Note: I'll be updating this as I go along. I'm just getting started.
Also: here is the title page, which I hope will reassure readers that the author of this pdf is no amateur.
I have to mention that I begin reading this with a bias. I suspect that there is a lot of waste in the government, that the government does not want to economize; but the opposite, and that lower costs are not only possible, but necessary if space travel is to ever become economically feasible.
Update: 12: 55pm
Just finished first chapter. It is mostly about what, as opposed to how. Still looking for how to lower costs.
Update: 1:07 pm
Survey of existing launch systems. Next chapter, new systems ( from viewpoint of 1993)
Space plane is discussed. Of course, it never became a commercial vehicle, or much more than an experimental vehicle. Also, a modernized version of the Sea Dragon is discussed called SEALAR. It wasn't the Big Dumb Rocket idea, though. Actually, it was to be a small rocket. It got dropped by the Navy just before it could do a launch. Another idea that was discussed was the Taurus, which is still being developed, evidently. I have heard of it, but it doesn't appear to have been a big success. Three chapters in, doesn't look like there's anything here yet.
Will stop here for a little while. Be back later.
Update; 1:57 pm
It is getting more into the why of the high costs of launch.
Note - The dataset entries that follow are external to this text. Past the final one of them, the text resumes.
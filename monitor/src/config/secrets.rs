//! Secrets loader for the bot token.
//!
//! Secrets are stored in a separate TOML file (config/secrets.toml) that should
//! be excluded from version control. The `DISCORD_TOKEN` environment variable
//! takes precedence over the file.
//!
//! Example secrets.toml:
//! ```toml
//! [discord]
//! bot_token = "secret-bot-token"
//! ```

use anyhow::{Context, Result};
use serde::Deserialize;
use std::path::Path;
use tracing::{info, warn};

/// Structure matching the secrets.toml file format
#[derive(Debug, Deserialize, Default)]
pub struct SecretsFile {
    #[serde(default)]
    pub discord: DiscordSecrets,
}

#[derive(Debug, Deserialize, Default)]
pub struct DiscordSecrets {
    pub bot_token: Option<String>,
}

/// Loader for secrets from the secrets.toml file
pub struct SecretsLoader {
    secrets: SecretsFile,
}

impl SecretsLoader {
    /// Load secrets from the specified file path.
    /// Returns an empty loader if the file doesn't exist.
    pub fn load(secrets_path: &Path) -> Result<Self> {
        if !secrets_path.exists() {
            warn!(
                "Secrets file not found at {:?}, bot token must come from the environment",
                secrets_path
            );
            return Ok(Self {
                secrets: SecretsFile::default(),
            });
        }

        let content = std::fs::read_to_string(secrets_path)
            .with_context(|| format!("Failed to read secrets file: {:?}", secrets_path))?;

        let secrets: SecretsFile = toml::from_str(&content)
            .with_context(|| format!("Failed to parse secrets file: {:?}", secrets_path))?;

        info!("Loaded secrets from {:?}", secrets_path);

        Ok(Self { secrets })
    }

    pub fn bot_token(&self) -> Option<&str> {
        self.secrets
            .discord
            .bot_token
            .as_deref()
            .filter(|token| !token.trim().is_empty())
    }
}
It confirms my suspicion that the US Government doesn't build these things for cost effectiveness. You couldn't have possibly designed a worse spacecraft for the purposes of economy than the Space Shuttle. It's is what I thought. No intention exists to economize.
Update: 2:26 pm
It is getting a bit thick here in the analysis dept. Basically what you need is a simple launch system. Also, you need to avoid re inventing the wheel. Launching high value cargo should go into one type of vehicle and low value cargo in another. (that's my opinion) I'm going to take a break here and resume later.
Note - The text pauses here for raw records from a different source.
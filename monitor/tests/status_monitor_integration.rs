//! Status engine behaviour: first observation, debounced alerting, flap
//! suppression, adaptive poll intervals and fetch failures.
//!
//! Runs on paused tokio time so debounce windows elapse instantly.

mod common;

use std::sync::Arc;
use std::time::Duration;
use tokio::sync::watch;

use common::fixtures::*;
use monitor::config::Config;
use monitor::services::{AlertService, LabelService};
use monitor::status::{MonitorSettings, Severity, StatusMonitor};

const STATUS_CHANNEL: &str = "status-1";
const ALERT_CHANNEL: &str = "alerts-1";

async fn setup(steps: Vec<SourceStep>) -> (StatusMonitor, Arc<RecordingGateway>, Config) {
    let gateway = Arc::new(RecordingGateway::new());
    gateway.add_channel(STATUS_CHANNEL, "status", None).await;
    gateway.add_channel(ALERT_CHANNEL, "alerts", None).await;

    let config = monitor_config(&[STATUS_CHANNEL], &[ALERT_CHANNEL]);
    let monitor = StatusMonitor::new(
        Arc::new(ScriptedSource::new(steps)),
        LabelService::from_config(gateway.clone(), &config),
        AlertService::from_config(gateway.clone(), &config),
        MonitorSettings::from_config(&config),
    );
    (monitor, gateway, config)
}

fn window() -> Duration {
    Duration::from_secs(900)
}

#[tokio::test(start_paused = true)]
async fn test_first_observation_never_alerts() {
    let (mut monitor, gateway, config) = setup(vec![SourceStep::red()]).await;

    let interval = monitor.run_cycle().await;

    assert_eq!(interval, Duration::from_secs(60));
    assert_eq!(monitor.current(), Some(Severity::Red));
    assert_eq!(monitor.last_published(), Some(Severity::Red));
    assert_eq!(monitor.pending(), None);
    assert_eq!(
        gateway.channel_name(STATUS_CHANNEL).await,
        Some(config.status_names.red.clone())
    );

    tokio::time::advance(window() * 2).await;
    assert_eq!(monitor.fire_pending().await, None);
    assert!(gateway.alerts().await.is_empty());
}

#[tokio::test(start_paused = true)]
async fn test_transition_alerts_after_window() {
    let (mut monitor, gateway, config) =
        setup(vec![SourceStep::green(), SourceStep::red()]).await;

    monitor.run_cycle().await;
    monitor.run_cycle().await;

    // Label follows immediately, the alert waits
    assert_eq!(
        gateway.channel_name(STATUS_CHANNEL).await,
        Some(config.status_names.red.clone())
    );
    assert_eq!(monitor.pending(), Some(Severity::Red));
    assert_eq!(monitor.fire_pending().await, None);

    tokio::time::advance(window()).await;
    assert_eq!(monitor.fire_pending().await, Some(Severity::Red));
    assert_eq!(monitor.last_published(), Some(Severity::Red));
    assert_eq!(monitor.pending(), None);

    let alerts = gateway.alerts().await;
    assert_eq!(alerts.len(), 1);
    let (channel, alert) = &alerts[0];
    assert_eq!(channel, ALERT_CHANNEL);
    assert_eq!(alert.title, config.notifications.messages.red);
    assert_eq!(alert.color, 0xFF0000);
    assert_eq!(
        alert.description.as_deref(),
        Some("Block explorer: https://explorer.test")
    );
    assert_eq!(alert.footer_text, "Test Chain");
}

#[tokio::test(start_paused = true)]
async fn test_flap_inside_window_is_suppressed() {
    let (mut monitor, gateway, config) = setup(vec![
        SourceStep::green(),
        SourceStep::yellow(),
        SourceStep::green(),
    ])
    .await;

    monitor.run_cycle().await;
    tokio::time::advance(Duration::from_secs(120)).await;
    monitor.run_cycle().await;
    assert_eq!(monitor.pending(), Some(Severity::Yellow));

    tokio::time::advance(Duration::from_secs(90)).await;
    monitor.run_cycle().await;
    assert_eq!(monitor.pending(), None);

    tokio::time::advance(window() * 2).await;
    assert_eq!(monitor.fire_pending().await, None);
    assert!(gateway.alerts().await.is_empty());

    // Labels still tracked every observed change
    let renames: Vec<String> = gateway
        .renames()
        .await
        .into_iter()
        .map(|(_, name)| name)
        .collect();
    assert_eq!(
        renames,
        vec![
            config.status_names.green.clone(),
            config.status_names.yellow.clone(),
            config.status_names.green.clone(),
        ]
    );
}

#[tokio::test(start_paused = true)]
async fn test_newer_transition_replaces_pending_and_restarts_window() {
    let (mut monitor, gateway, _) = setup(vec![
        SourceStep::green(),
        SourceStep::yellow(),
        SourceStep::red(),
    ])
    .await;

    monitor.run_cycle().await;
    monitor.run_cycle().await;
    assert_eq!(monitor.pending(), Some(Severity::Yellow));

    tokio::time::advance(Duration::from_secs(600)).await;
    monitor.run_cycle().await;
    assert_eq!(monitor.pending(), Some(Severity::Red));

    // Past the first Yellow deadline, short of the restarted one
    tokio::time::advance(Duration::from_secs(400)).await;
    assert_eq!(monitor.fire_pending().await, None);

    tokio::time::advance(Duration::from_secs(500)).await;
    assert_eq!(monitor.fire_pending().await, Some(Severity::Red));
    assert_eq!(gateway.alerts().await.len(), 1);
}

#[tokio::test(start_paused = true)]
async fn test_no_duplicate_alert_for_published_severity() {
    let (mut monitor, gateway, _) = setup(vec![
        SourceStep::green(),
        SourceStep::red(),
        SourceStep::red(),
    ])
    .await;

    monitor.run_cycle().await;
    monitor.run_cycle().await;
    tokio::time::advance(window()).await;
    assert_eq!(monitor.fire_pending().await, Some(Severity::Red));

    monitor.run_cycle().await;
    tokio::time::advance(window()).await;
    assert_eq!(monitor.fire_pending().await, None);
    assert_eq!(gateway.alerts().await.len(), 1);
}

#[tokio::test(start_paused = true)]
async fn test_interval_follows_severity() {
    let (mut monitor, _, _) = setup(vec![
        SourceStep::green(),
        SourceStep::yellow(),
        SourceStep::red(),
    ])
    .await;

    assert_eq!(monitor.run_cycle().await, Duration::from_secs(120));
    assert_eq!(monitor.run_cycle().await, Duration::from_secs(90));
    assert_eq!(monitor.run_cycle().await, Duration::from_secs(60));
}

#[tokio::test(start_paused = true)]
async fn test_insufficient_or_failed_fetch_keeps_state() {
    let (mut monitor, gateway, _) = setup(vec![
        SourceStep::green(),
        SourceStep::short(),
        SourceStep::Fail,
    ])
    .await;
    let snapshots = monitor.subscribe();

    monitor.run_cycle().await;
    let renames_before = gateway.renames().await.len();

    assert_eq!(monitor.run_cycle().await, Duration::from_secs(60));
    assert!(snapshots
        .borrow()
        .last_error
        .as_deref()
        .is_some_and(|e| e.contains("3 of 11")));

    assert_eq!(monitor.run_cycle().await, Duration::from_secs(60));

    assert_eq!(monitor.current(), Some(Severity::Green));
    assert_eq!(monitor.pending(), None);
    assert_eq!(gateway.renames().await.len(), renames_before);
    assert_eq!(snapshots.borrow().cycles, 3);
}

#[tokio::test(start_paused = true)]
async fn test_run_loop_fires_alert_and_stops_on_shutdown() {
    let (monitor, gateway, _) = setup(vec![SourceStep::green(), SourceStep::red()]).await;
    let snapshots = monitor.subscribe();
    let (shutdown_tx, shutdown_rx) = watch::channel(false);

    let handle = tokio::spawn(monitor.run(shutdown_rx));

    // Green at t=0, Red at t=120, alert due at t=1020
    tokio::time::sleep(Duration::from_secs(1000)).await;
    assert!(gateway.alerts().await.is_empty());
    assert_eq!(snapshots.borrow().pending, Some(Severity::Red));

    tokio::time::sleep(Duration::from_secs(100)).await;
    assert_eq!(gateway.alert_titles().await.len(), 1);
    {
        let snapshot = snapshots.borrow();
        assert_eq!(snapshot.last_published, Some(Severity::Red));
        assert_eq!(snapshot.pending, None);
        assert_eq!(snapshot.alerts_sent, 1);
        assert!(snapshot.next_check_in_seconds <= 60);
    }

    shutdown_tx.send(true).unwrap();
    handle.await.unwrap();
}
I found a passage that is worth quoting, but not now. Basically, NASA has a bias against producing cheaper technology. The bias is opposite. That bias also extends to our culture. This makes sense to me. It can be summed up in the phrase, "you get what you pay for". The fallacy here is that if it is expensive, it must be better. But if it is too expensive, it isn't going to do anybody any good.
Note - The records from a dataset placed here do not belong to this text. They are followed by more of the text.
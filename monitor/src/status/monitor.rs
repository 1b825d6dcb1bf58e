//! The polling engine.
//!
//! A single task owns every piece of mutable state: the hysteresis tracker,
//! the debouncer and the last classification. It waits on three things at
//! once (the next poll, the pending alert deadline and shutdown) so polls and
//! alert firing never interleave and no locking is needed. Readers observe
//! progress through a `watch` channel of [`MonitorSnapshot`]s.

use chrono::{DateTime, Utc};
use serde::Serialize;
use std::sync::Arc;
use std::time::Duration;
use tokio::sync::watch;
use tokio::time::{self, Instant};
use tracing::{debug, info, warn};

use super::classifier::{classify, Classification};
use super::debounce::{DebounceDecision, NotificationDebouncer};
use super::hysteresis::HysteresisTracker;
use super::interval::IntervalScheduler;
use super::types::{BlockSample, Severity, SeverityTable, Thresholds};
use crate::config::Config;
use crate::services::{AlertService, LabelService};
use crate::source::BlockSource;

#[derive(Debug, Clone)]
pub struct MonitorSettings {
    pub thresholds: Thresholds,
    pub minimum_sample_size: usize,
    pub intervals: SeverityTable<Duration>,
    pub debounce_window: Duration,
}

impl MonitorSettings {
    pub fn from_config(config: &Config) -> Self {
        Self {
            thresholds: config.thresholds.clone(),
            minimum_sample_size: config.source.sample_size,
            intervals: config.poll_intervals(),
            debounce_window: config.debounce_window(),
        }
    }
}

/// Read-only view of the engine, published after every cycle and alert
#[derive(Debug, Clone, Default, Serialize)]
pub struct MonitorSnapshot {
    pub current: Option<Severity>,
    pub previous: Option<Severity>,
    pub last_published: Option<Severity>,
    pub pending: Option<Severity>,
    pub pending_fires_in_seconds: Option<u64>,
    pub last_transition_at: Option<DateTime<Utc>>,
    pub last_check_at: Option<DateTime<Utc>>,
    pub last_classification: Option<Classification>,
    pub last_error: Option<String>,
    pub next_check_in_seconds: u64,
    pub cycles: u64,
    pub alerts_sent: u64,
}

#[derive(Debug)]
struct MonitorState {
    tracker: HysteresisTracker,
    debouncer: NotificationDebouncer,
    last_classification: Option<Classification>,
    last_check_at: Option<DateTime<Utc>>,
    last_error: Option<String>,
    cycles: u64,
    alerts_sent: u64,
}

pub struct StatusMonitor {
    source: Arc<dyn BlockSource>,
    labels: LabelService,
    alerts: AlertService,
    thresholds: Thresholds,
    minimum_sample_size: usize,
    scheduler: IntervalScheduler,
    state: MonitorState,
    snapshot_tx: watch::Sender<MonitorSnapshot>,
}

impl StatusMonitor {
    pub fn new(
        source: Arc<dyn BlockSource>,
        labels: LabelService,
        alerts: AlertService,
        settings: MonitorSettings,
    ) -> Self {
        let (snapshot_tx, _) = watch::channel(MonitorSnapshot::default());
        Self {
            source,
            labels,
            alerts,
            thresholds: settings.thresholds,
            minimum_sample_size: settings.minimum_sample_size,
            scheduler: IntervalScheduler::new(settings.intervals),
            state: MonitorState {
                tracker: HysteresisTracker::new(),
                debouncer: NotificationDebouncer::new(settings.debounce_window),
                last_classification: None,
                last_check_at: None,
                last_error: None,
                cycles: 0,
                alerts_sent: 0,
            },
            snapshot_tx,
        }
    }

    pub fn subscribe(&self) -> watch::Receiver<MonitorSnapshot> {
        self.snapshot_tx.subscribe()
    }

    pub fn current(&self) -> Option<Severity> {
        self.state.tracker.current()
    }

    pub fn last_published(&self) -> Option<Severity> {
        self.state.debouncer.last_published()
    }

    pub fn pending(&self) -> Option<Severity> {
        self.state.debouncer.pending().map(|p| p.severity)
    }

    /// Run until `shutdown` flips to true or its sender is dropped
    pub async fn run(mut self, mut shutdown: watch::Receiver<bool>) {
        info!(
            "Status monitor started: sample size {}, debounce window {}s",
            self.minimum_sample_size,
            self.state.debouncer.window().as_secs()
        );

        loop {
            if *shutdown.borrow() {
                break;
            }

            let interval = self.run_cycle().await;
            let next_poll = Instant::now() + interval;

            loop {
                let deadline = self.state.debouncer.deadline();
                tokio::select! {
                    _ = time::sleep_until(next_poll) => break,
                    _ = wait_for(deadline) => {
                        self.fire_pending().await;
                        self.publish_snapshot(next_poll.saturating_duration_since(Instant::now()));
                    }
                    changed = shutdown.changed() => {
                        if changed.is_err() || *shutdown.borrow() {
                            info!("Status monitor shutting down");
                            return;
                        }
                    }
                }
            }
        }

        info!("Status monitor shutting down");
    }

    /// One poll: fetch, classify, relabel, track transitions.
    ///
    /// Returns how long to wait before the next poll. Fetch and
    /// classification failures never leave the cycle; they retry on the
    /// fastest cadence.
    pub async fn run_cycle(&mut self) -> Duration {
        self.state.cycles += 1;

        let blocks = match self.source.fetch_recent(self.minimum_sample_size).await {
            Ok(blocks) => blocks,
            Err(e) => {
                warn!("Error fetching blocks: {}", e);
                Vec::new()
            }
        };

        let now = Utc::now();
        let sample = BlockSample::new(blocks);
        let classification =
            match classify(&sample, &self.thresholds, self.minimum_sample_size, now) {
                Ok(classification) => classification,
                Err(e) => {
                    let retry_in = self.scheduler.fallback_interval();
                    warn!("{}, retrying in {}s", e, retry_in.as_secs());
                    self.state.last_error = Some(e.to_string());
                    self.publish_snapshot(retry_in);
                    return retry_in;
                }
            };

        let severity = classification.severity;
        info!(
            "Status check #{}: {} (latest block age {:.1}s, {} of {} blocks empty)",
            self.state.cycles,
            severity,
            classification.block_age_seconds,
            classification.empty_blocks,
            classification.sample_size
        );

        let outcome = self.labels.publish(severity).await;
        if outcome.renamed > 0 || outcome.failed > 0 {
            debug!(
                "Status labels: {} renamed, {} unchanged, {} failed",
                outcome.renamed, outcome.unchanged, outcome.failed
            );
        }

        if self.state.debouncer.prime(severity) {
            info!("Initial status {} recorded, no notification sent", severity);
        }

        let observation = self.state.tracker.observe(severity, now);
        if let Some(transition) = observation.transition {
            info!("Status change detected: {} -> {}", transition.from, transition.to);
            match self.state.debouncer.on_transition(transition.to, Instant::now()) {
                DebounceDecision::Armed {
                    severity,
                    replaced,
                    ..
                } => {
                    let window = self.state.debouncer.window().as_secs();
                    match replaced {
                        Some(old) => info!(
                            "Pending {} notification replaced by {}, firing in {}s",
                            old, severity, window
                        ),
                        None => info!("Notification for {} scheduled in {}s", severity, window),
                    }
                }
                DebounceDecision::Cancelled { severity } => {
                    info!(
                        "Status returned to {} before the debounce window elapsed, pending {} notification dropped",
                        transition.to, severity
                    );
                }
                DebounceDecision::Unchanged => {}
            }
        }

        self.state.last_classification = Some(classification);
        self.state.last_check_at = Some(now);
        self.state.last_error = None;

        let interval = self.scheduler.next_interval(severity);
        info!(
            current = %severity,
            previous = severity_label(self.state.tracker.previous()),
            pending = severity_label(self.state.debouncer.pending().map(|p| p.severity)),
            last_published = severity_label(self.state.debouncer.last_published()),
            "Next check in {}s",
            interval.as_secs()
        );
        self.publish_snapshot(interval);
        interval
    }

    /// Send the pending alert if its deadline has passed.
    ///
    /// Returns the severity announced, if any.
    pub async fn fire_pending(&mut self) -> Option<Severity> {
        let severity = self.state.debouncer.fire(Instant::now())?;

        info!("Debounce window elapsed, sending {} notification", severity);
        let outcome = self.alerts.send(severity).await;
        self.state.alerts_sent += 1;

        if outcome.failed > 0 {
            warn!(
                "{} notification delivered to {} channels, {} failed",
                severity, outcome.delivered, outcome.failed
            );
        }
        Some(severity)
    }

    fn publish_snapshot(&self, next_check_in: Duration) {
        let pending = self.state.debouncer.pending();
        let snapshot = MonitorSnapshot {
            current: self.state.tracker.current(),
            previous: self.state.tracker.previous(),
            last_published: self.state.debouncer.last_published(),
            pending: pending.map(|p| p.severity),
            pending_fires_in_seconds: pending
                .map(|p| p.deadline.saturating_duration_since(Instant::now()).as_secs()),
            last_transition_at: self.state.tracker.last_transition_at(),
            last_check_at: self.state.last_check_at,
            last_classification: self.state.last_classification.clone(),
            last_error: self.state.last_error.clone(),
            next_check_in_seconds: next_check_in.as_secs(),
            cycles: self.state.cycles,
            alerts_sent: self.state.alerts_sent,
        };
        self.snapshot_tx.send_replace(snapshot);
    }
}

fn severity_label(severity: Option<Severity>) -> &'static str {
    severity.map_or("none", |s| s.as_str())
}

async fn wait_for(deadline: Option<Instant>) {
    match deadline {
        Some(deadline) => time::sleep_until(deadline).await,
        None => std::future::pending::<()>().await,
    }
}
I've seen enough to reach a conclusion. The culture has to change. More expensive does not equal better results. In fact, it may well be the thing that holds us back. Rockets are simple, but are made more complex, and more expensive than they have to be. The solution here may well be a big, dumb rocket to transport consumables, fuel, and low value freight. The more expensive freight and crew should be on more complex machines that are designed for safety. You can lose cheap cargo, but not crew, nor expensive machines.